▶ Goal of the exercise
Every word of the data below has to be copied faithfully.

-- Extracted information follows --

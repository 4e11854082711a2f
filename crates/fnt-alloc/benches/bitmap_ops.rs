//! Benchmark: byte-skipping bitmap search and allocator strategies.
//!
//! Compares `bitmap_find_clear` (skips fully-set bytes) against a plain
//! bit-by-bit scan, and measures the allocator on an empty versus a
//! fragmented volume.

use criterion::{Criterion, black_box, criterion_group, criterion_main};
use fnt_alloc::{AllocRequest, BitVector, FreeSpaceAllocator, bitmap_find_clear, bitmap_get};
use fnt_block::ResidentBytes;
use fnt_types::ClusterRun;

const BITS: u64 = 32768;

/// 4096-byte bitmap (32768 clusters), ~5% free in small holes.
fn make_bitmap() -> Vec<u8> {
    let mut bm = vec![0xFF_u8; 4096];
    let mut pos = 100_usize;
    while pos + 32 < 32768 {
        for i in pos..pos + 32 {
            bm[i / 8] &= !(1 << (i % 8));
        }
        pos += 650;
    }
    bm
}

fn plain_find_clear(bm: &[u8], start: u64, end: u64) -> Option<u64> {
    (start..end).find(|&idx| !bitmap_get(bm, idx))
}

fn bench_find_clear(c: &mut Criterion) {
    let bm = make_bitmap();
    let mut group = c.benchmark_group("find_clear");

    group.bench_function("bit_by_bit", |b| {
        b.iter(|| black_box(plain_find_clear(black_box(&bm), black_box(16000), BITS)));
    });

    group.bench_function("byte_skipping", |b| {
        b.iter(|| black_box(bitmap_find_clear(black_box(&bm), black_box(16000), BITS)));
    });

    group.finish();
}

fn make_allocator(fragmented: bool) -> FreeSpaceAllocator {
    let bv = BitVector::create(Box::new(ResidentBytes::new()), BITS).expect("bitmap");
    let mut alloc = FreeSpaceAllocator::new(bv, BITS).expect("alloc");
    if fragmented {
        for lcn in (0..BITS).step_by(3) {
            alloc
                .mark_allocated(ClusterRun::new(lcn, 1))
                .expect("mark");
        }
    }
    alloc
}

fn bench_allocate(c: &mut Criterion) {
    let mut group = c.benchmark_group("allocate_256");

    group.bench_function("empty_volume", |b| {
        b.iter_batched(
            || make_allocator(false),
            |mut alloc| black_box(alloc.allocate(&AllocRequest::new(256)).expect("alloc")),
            criterion::BatchSize::SmallInput,
        );
    });

    group.bench_function("fragmented_volume", |b| {
        b.iter_batched(
            || make_allocator(true),
            |mut alloc| black_box(alloc.allocate(&AllocRequest::new(256)).expect("alloc")),
            criterion::BatchSize::SmallInput,
        );
    });

    group.finish();
}

criterion_group!(benches, bench_find_clear, bench_allocate);
criterion_main!(benches);
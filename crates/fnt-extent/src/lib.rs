#![forbid(unsafe_code)]
//! Extent mapping: attribute cluster to volume cluster resolution.
//!
//! [`ExtentList`] holds the decoded run list of one non-resident attribute,
//! possibly spread over several record segments. [`ClusterStream`] turns
//! cluster reads and writes against that list into device I/O, allocating
//! on first write into a sparse run and releasing on punch or truncate.
//! [`AttributeStream`] adds byte addressing and a data length on top.

pub mod attribute;
pub mod extents;
pub mod stream;
pub mod volume;

pub use attribute::{AttributeOwner, AttributeSizes, AttributeStream, MemoryOwner};
pub use extents::{CookedRun, ExtentList};
pub use stream::ClusterStream;
pub use volume::Volume;

#[cfg(test)]
pub(crate) mod tests_support {
    use crate::Volume;
    use fnt_alloc::{BitVector, FreeSpaceAllocator};
    use fnt_block::{ClusterDevice, MemByteDevice, ResidentBytes};
    use fnt_types::ClusterSize;
    use std::sync::Arc;

    /// An empty volume of `clusters` 512-byte clusters held in memory.
    pub fn test_volume(clusters: usize) -> Volume {
        let cs = ClusterSize::new(512).expect("cluster size");
        let dev = ClusterDevice::new(Arc::new(MemByteDevice::new(clusters * 512)), cs)
            .expect("device");
        let bitmap =
            BitVector::create(Box::new(ResidentBytes::new()), clusters as u64).expect("bitmap");
        let alloc = FreeSpaceAllocator::new(bitmap, clusters as u64).expect("allocator");
        Volume::new(dev, alloc).expect("volume")
    }
}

-- Extracted information concluded --

▶ Answer section
repository 4e11854082711a2f
filename crates/fnt-alloc/benches/bitmap_ops.rs
//! Benchmark: byte-skipping bitmap search and allocator strategies.
//!
//! Compares `bitmap_find_clear` (skips fully-set bytes) against a plain
//! bit-by-bit scan, and measures the allocator on an empty versus a
//! fragmented volume.

use criterion::{Criterion, black_box, criterion_group, criterion_main};
use fnt_alloc::{AllocRequest, BitVector, FreeSpaceAllocator, bitmap_find_clear, bitmap_get};
use fnt_block::ResidentBytes;
use fnt_types::ClusterRun;

const BITS: u64 = 32768;

/// 4096-byte bitmap (32768 clusters), ~5% free in small holes.
fn make_bitmap() -> Vec<u8> {
    let mut bm = vec![0xFF_u8; 4096];
    let mut pos = 100_usize;
    while pos + 32 < 32768 {
        for i in pos..pos + 32 {
            bm[i / 8] &= !(1 << (i % 8));
        }
        pos += 650;
    }
    bm
}

fn plain_find_clear(bm: &[u8], start: u64, end: u64) -> Option<u64> {
    (start..end).find(|&idx| !bitmap_get(bm, idx))
}

fn bench_find_clear(c: &mut Criterion) {
    let bm = make_bitmap();
    let mut group = c.benchmark_group("find_clear");

    group.bench_function("bit_by_bit", |b| {
        b.iter(|| black_box(plain_find_clear(black_box(&bm), black_box(16000), BITS)));
    });

    group.bench_function("byte_skipping", |b| {
        b.iter(|| black_box(bitmap_find_clear(black_box(&bm), black_box(16000), BITS)));
    });

    group.finish();
}

fn make_allocator(fragmented: bool) -> FreeSpaceAllocator {
    let bv = BitVector::create(Box::new(ResidentBytes::new()), BITS).expect("bitmap");
    let mut alloc = FreeSpaceAllocator::new(bv, BITS).expect("alloc");
    if fragmented {
        for lcn in (0..BITS).step_by(3) {
            alloc
                .mark_allocated(ClusterRun::new(lcn, 1))
                .expect("mark");
        }
    }
    alloc
}

fn bench_allocate(c: &mut Criterion) {
    let mut group = c.benchmark_group("allocate_256");

    group.bench_function("empty_volume", |b| {
        b.iter_batched(
            || make_allocator(false),
            |mut alloc| black_box(alloc.allocate(&AllocRequest::new(256)).expect("alloc")),
            criterion::BatchSize::SmallInput,
        );
    });

    group.bench_function("fragmented_volume", |b| {
        b.iter_batched(
            || make_allocator(true),
            |mut alloc| black_box(alloc.allocate(&AllocRequest::new(256)).expect("alloc")),
            criterion::BatchSize::SmallInput,
        );
    });

    group.finish();
}

criterion_group!(benches, bench_find_clear, bench_allocate);
criterion_main!(benches);
filename crates/fnt-extent/src/lib.rs
#![forbid(unsafe_code)]
//! Extent mapping: attribute cluster to volume cluster resolution.
//!
//! [`ExtentList`] holds the decoded run list of one non-resident attribute,
//! possibly spread over several record segments. [`ClusterStream`] turns
//! cluster reads and writes against that list into device I/O, allocating
//! on first write into a sparse run and releasing on punch or truncate.
//! [`AttributeStream`] adds byte addressing and a data length on top.

pub mod attribute;
pub mod extents;
pub mod stream;
pub mod volume;

pub use attribute::{AttributeOwner, AttributeSizes, AttributeStream, MemoryOwner};
pub use extents::{CookedRun, ExtentList};
pub use stream::ClusterStream;
pub use volume::Volume;

#[cfg(test)]
pub(crate) mod tests_support {
    use crate::Volume;
    use fnt_alloc::{BitVector, FreeSpaceAllocator};
    use fnt_block::{ClusterDevice, MemByteDevice, ResidentBytes};
    use fnt_types::ClusterSize;
    use std::sync::Arc;

    /// An empty volume of `clusters` 512-byte clusters held in memory.
    pub fn test_volume(clusters: usize) -> Volume {
        let cs = ClusterSize::new(512).expect("cluster size");
        let dev = ClusterDevice::new(Arc::new(MemByteDevice::new(clusters * 512)), cs)
            .expect("device");
        let bitmap =
            BitVector::create(Box::new(ResidentBytes::new()), clusters as u64).expect("bitmap");
        let alloc = FreeSpaceAllocator::new(bitmap, clusters as u64).expect("allocator");
        Volume::new(dev, alloc).expect("volume")
    }
}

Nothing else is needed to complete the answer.